On a fourni aux deux groupes une série d’échelles afin d’évaluer le niveau de gravité de la maladie : le « Questionnaire d’impact de la fibromyalgie » (http://www.institutferran.org/documentos/FIQ_espa%C3%B1ol_IFR.pdf), « l’Indice de qualité du sommeil de Pittsburg » (http://www.drmonteverde.net/files/GMM_2008-…pdf) et un questionnaire sur la qualité de vie nommé « SF-3 » (http://www.chime.ucla.edu/measurement/SF-36%20Spain.pdf). En outre, on a demandé aux femmes du groupe cannabis d’indiquer, sur une échelle de 1 à 5, le soulagement perçu après consommation de cannabis sur une série de symptômes : douleur, troubles du sommeil, raideur musculaire, troubles de l’humeur, anxiété, maux de tête, fatigue, fatigue matinale et troubles digestifs. Les patientes rapportèrent un soulagement pour la quasi-totalité de ces symptômes, dans des proportions allant de 81 % pour les troubles du sommeil à 14 % pour les maux de tête. Aucune femme ne constata d’aggravation des symptômes après consommation. On leur demanda également de noter de 0 à 100, deux heures avant et deux heures après la consommation, la diminution d’une série de symptômes : douleur, raideur, relaxation, somnolence et bien-être. Pour tous ces symptômes, elles ont ressenti une amélioration significative en comparant les notes effectuées deux heures après la consommation à celles effectuées deux heures avant. Enfin, des trois échelles susmentionnées fournies aux patientes, seule la sous-échelle « santé mentale » du questionnaire SF-36 présentait des différences entre les groupes, le groupe cannabis donnant une note plus élevée, ce qui impliquait que les bénéfices subjectifs rapportés ne se manifestaient pas nécessairement sous la forme d’une amélioration clinique. D’autres études ultérieures devront donc déterminer si le bénéfice rapporté par les patientes atteintes de fibromyalgie qui ont recours à l’automédication avec le cannabis est pertinent d’un point de vue clinique.
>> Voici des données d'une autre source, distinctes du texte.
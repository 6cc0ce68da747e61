//! The metric table.
//!
//! Every endpoint of the reporting API is one [`Metric`]. Its [`MetricSpec`]
//! says which family it belongs to and which query parameters it accepts;
//! requests for all metrics are built from this table by one function.

use std::fmt;

use crate::clients::{ApiFamily, GroupBy, MetricRequest};
use crate::config::ReportDate;
use crate::metrics::errors::MetricsError;

/// Which query parameters an endpoint accepts.
#[derive(Clone, Copy, Debug, PartialEq, Eq)]
pub struct MetricSpec {
    /// Endpoint family.
    pub family: ApiFamily,
    /// Endpoint name within the family.
    pub name: &'static str,
    /// Requires `startDate`; accepts `endDate` and `versionName`.
    pub dated: bool,
    /// Accepts `country`.
    pub country: bool,
    /// Requires `eventName`.
    pub event_name: bool,
    /// Accepts `groupBy`.
    pub group_by: bool,
    /// Grouping imposed by the endpoint itself.
    pub fixed_grouping: Option<GroupBy>,
}

impl MetricSpec {
    const fn app_metric(name: &'static str) -> Self {
        Self {
            family: ApiFamily::AppMetrics,
            name,
            dated: true,
            country: true,
            event_name: false,
            group_by: true,
            fixed_grouping: None,
        }
    }

    const fn locked(mut self, grouping: GroupBy) -> Self {
        self.group_by = false;
        self.fixed_grouping = Some(grouping);
        self
    }

    const fn event_metric(name: &'static str, event_name: bool) -> Self {
        Self {
            family: ApiFamily::EventMetrics,
            name,
            dated: true,
            country: false,
            event_name,
            group_by: false,
            fixed_grouping: None,
        }
    }

    const fn app_info(name: &'static str) -> Self {
        Self {
            family: ApiFamily::AppInfo,
            name,
            dated: false,
            country: false,
            event_name: false,
            group_by: false,
            fixed_grouping: None,
        }
    }
}

/// An endpoint of the reporting API.
///
/// Ordering follows declaration order, so maps keyed by `Metric` list
/// metrics the way the API documents them.
#[derive(Clone, Copy, Debug, PartialEq, Eq, Hash, PartialOrd, Ord)]
pub enum Metric {
    /// Unique users who accessed the application, per day.
    ActiveUsers,
    /// Unique users per complete calendar week.
    ActiveUsersByWeek,
    /// Unique users per complete calendar month.
    ActiveUsersByMonth,
    /// Users who used the application for the first time, per day.
    NewUsers,
    /// Median session length, per day.
    MedianSessionLength,
    /// Average session length, per day.
    AvgSessionLength,
    /// Number of sessions, per day.
    Sessions,
    /// Users who remain active users of the application, per day.
    RetainedUsers,
    /// Number of page views, per day.
    PageViews,
    /// Average page views per session, per day.
    AvgPageViewsPerSession,
    /// Information on the application.
    GetApplication,
    /// Information on all applications of the account.
    GetAllApplications,
    /// Summary of all events of the application.
    EventSummary,
    /// Metrics of one event, including its parameters.
    Event,
}

impl Metric {
    /// The ten engagement metrics, in table order.
    pub const APP_METRICS: [Self; 10] = [
        Self::ActiveUsers,
        Self::ActiveUsersByWeek,
        Self::ActiveUsersByMonth,
        Self::NewUsers,
        Self::MedianSessionLength,
        Self::AvgSessionLength,
        Self::Sessions,
        Self::RetainedUsers,
        Self::PageViews,
        Self::AvgPageViewsPerSession,
    ];

    /// Returns the table entry of this metric.
    #[must_use]
    pub const fn spec(self) -> MetricSpec {
        match self {
            Self::ActiveUsers => MetricSpec::app_metric("ActiveUsers"),
            Self::ActiveUsersByWeek => {
                MetricSpec::app_metric("ActiveUsersByWeek").locked(GroupBy::Week)
            }
            Self::ActiveUsersByMonth => {
                MetricSpec::app_metric("ActiveUsersByMonth").locked(GroupBy::Month)
            }
            Self::NewUsers => MetricSpec::app_metric("NewUsers"),
            Self::MedianSessionLength => MetricSpec::app_metric("MedianSessionLength"),
            Self::AvgSessionLength => MetricSpec::app_metric("AvgSessionLength"),
            Self::Sessions => MetricSpec::app_metric("Sessions"),
            Self::RetainedUsers => MetricSpec::app_metric("RetainedUsers"),
            Self::PageViews => MetricSpec::app_metric("PageViews"),
            Self::AvgPageViewsPerSession => MetricSpec::app_metric("AvgPageViewsPerSession"),
            Self::GetApplication => MetricSpec::app_info("getApplication"),
            Self::GetAllApplications => MetricSpec::app_info("getAllApplications"),
            Self::EventSummary => MetricSpec::event_metric("Summary", false),
            Self::Event => MetricSpec::event_metric("Event", true),
        }
    }

    /// Returns the endpoint name.
    #[must_use]
    pub const fn name(self) -> &'static str {
        self.spec().name
    }

    /// Returns the endpoint family.
    #[must_use]
    pub const fn family(self) -> ApiFamily {
        self.spec().family
    }

    /// Returns `true` if callers may choose the grouping.
    #[must_use]
    pub const fn allows_group_by(self) -> bool {
        self.spec().group_by
    }

    /// Builds the request for this metric from a query.
    ///
    /// # Errors
    ///
    /// Returns [`MetricsError::UnsupportedParameter`] if the query sets a
    /// parameter the metric does not accept, and
    /// [`MetricsError::MissingParameter`] if it lacks a required one.
    pub fn request(self, query: &MetricQuery) -> Result<MetricRequest, MetricsError> {
        let spec = self.spec();
        let unsupported = |parameter| MetricsError::UnsupportedParameter {
            metric: spec.name,
            parameter,
        };
        let missing = |parameter| MetricsError::MissingParameter {
            metric: spec.name,
            parameter,
        };

        if spec.dated {
            if query.start_date.is_none() {
                return Err(missing("startDate"));
            }
        } else if query.start_date.is_some() || query.end_date.is_some() {
            return Err(unsupported("startDate"));
        } else if query.version_name.is_some() {
            return Err(unsupported("versionName"));
        }
        if !spec.country && query.country.is_some() {
            return Err(unsupported("country"));
        }
        if !spec.group_by && query.group_by.is_some() {
            return Err(unsupported("groupBy"));
        }
        match (spec.event_name, &query.event_name) {
            (true, None) => return Err(missing("eventName")),
            (false, Some(_)) => return Err(unsupported("eventName")),
            _ => {}
        }

        let mut builder = MetricRequest::builder(spec.family, spec.name)
            .maybe_end_date(query.end_date.clone())
            .maybe_country(query.country.clone())
            .maybe_version_name(query.version_name.clone())
            .group_by(query.group_by);
        if let Some(start_date) = &query.start_date {
            builder = builder.start_date(start_date);
        }
        if let Some(event_name) = &query.event_name {
            builder = builder.event_name(event_name.as_str());
        }

        Ok(builder.build())
    }
}

impl fmt::Display for Metric {
    fn fmt(&self, f: &mut fmt::Formatter<'_>) -> fmt::Result {
        f.write_str(self.name())
    }
}

/// Parameters of a metric call.
///
/// # Example
///
/// ```rust
/// use flurry_api::clients::GroupBy;
/// use flurry_api::metrics::MetricQuery;
/// use flurry_api::ReportDate;
///
/// let query = MetricQuery::new(ReportDate::new("2013-05-01").unwrap())
///     .end_date(ReportDate::new("2013-05-31").unwrap())
///     .country("US")
///     .group_by(GroupBy::Week);
/// ```
#[derive(Clone, Debug, Default, PartialEq, Eq)]
pub struct MetricQuery {
    /// First day of the reporting window.
    pub start_date: Option<ReportDate>,
    /// Last day of the reporting window; defaults to `start_date`.
    pub end_date: Option<ReportDate>,
    /// Event to report on.
    pub event_name: Option<String>,
    /// Country filter.
    pub country: Option<String>,
    /// Application version filter.
    pub version_name: Option<String>,
    /// Time bucketing.
    pub group_by: Option<GroupBy>,
}

impl MetricQuery {
    /// Creates a query for a reporting window starting at `start_date`.
    #[must_use]
    pub fn new(start_date: impl Into<ReportDate>) -> Self {
        Self {
            start_date: Some(start_date.into()),
            ..Self::default()
        }
    }

    /// Sets the last day of the reporting window.
    #[must_use]
    pub fn end_date(mut self, end_date: impl Into<ReportDate>) -> Self {
        self.end_date = Some(end_date.into());
        self
    }

    /// Sets the event name.
    #[must_use]
    pub fn event_name(mut self, event_name: impl Into<String>) -> Self {
        self.event_name = Some(event_name.into());
        self
    }

    /// Sets the country filter. `ALL` breaks results down by country.
    #[must_use]
    pub fn country(mut self, country: impl Into<String>) -> Self {
        self.country = Some(country.into());
        self
    }

    /// Sets the application version filter.
    #[must_use]
    pub fn version_name(mut self, version_name: impl Into<String>) -> Self {
        self.version_name = Some(version_name.into());
        self
    }

    /// Sets the time bucketing.
    #[must_use]
    pub const fn group_by(mut self, group_by: GroupBy) -> Self {
        self.group_by = Some(group_by);
        self
    }
}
Cannabis et traitements pharmacologiques

En résumé, il s’agit d’une étude naturaliste qui présente des limites intrinsèques au moment d’en tirer des conclusions définitives, mais qui garantit parallèlement le bien-fondé écologique, puisqu’elle reflète bien le quotidien des patientes souffrant de ce type de pathologie. Quoi qu’il en soit, il convient de souligner que les patientes du groupe cannabis étaient réfractaires aux traitements habituels et en étaient arrivées à la solution du cannabis en dernier recours. Il serait intéressant d’étudier si, chez les femmes dont la maladie est moins résistante au traitement, le cannabis pourrait se révéler plus efficace que les traitements pharmaceutiques utilisés, qui entraînent d’importants effets secondaires. Quoi qu’il en soit, le fait est que la consommation de cannabis leur a permis de réduire d’autres médicaments, de ne pas subir des effets secondaires importants après la consommation et de ressentir une diminution des symptômes. Étant donné que les médicaments utilisés présentent une faible efficacité dans le traitement des symptômes, toute forme de soulagement à un coût physiologique modique peut déjà constituer un grand progrès dans le traitement de leur maladie. Dans un autre ordre d’idées, des études comme celle-ci permettront à l’avenir de déterminer si des maladies comme la fibromyalgie sont dues à un dérèglement du système endocannabinoïde et ainsi, de mieux connaître l’étiopathogénie de cette maladie très invalidante.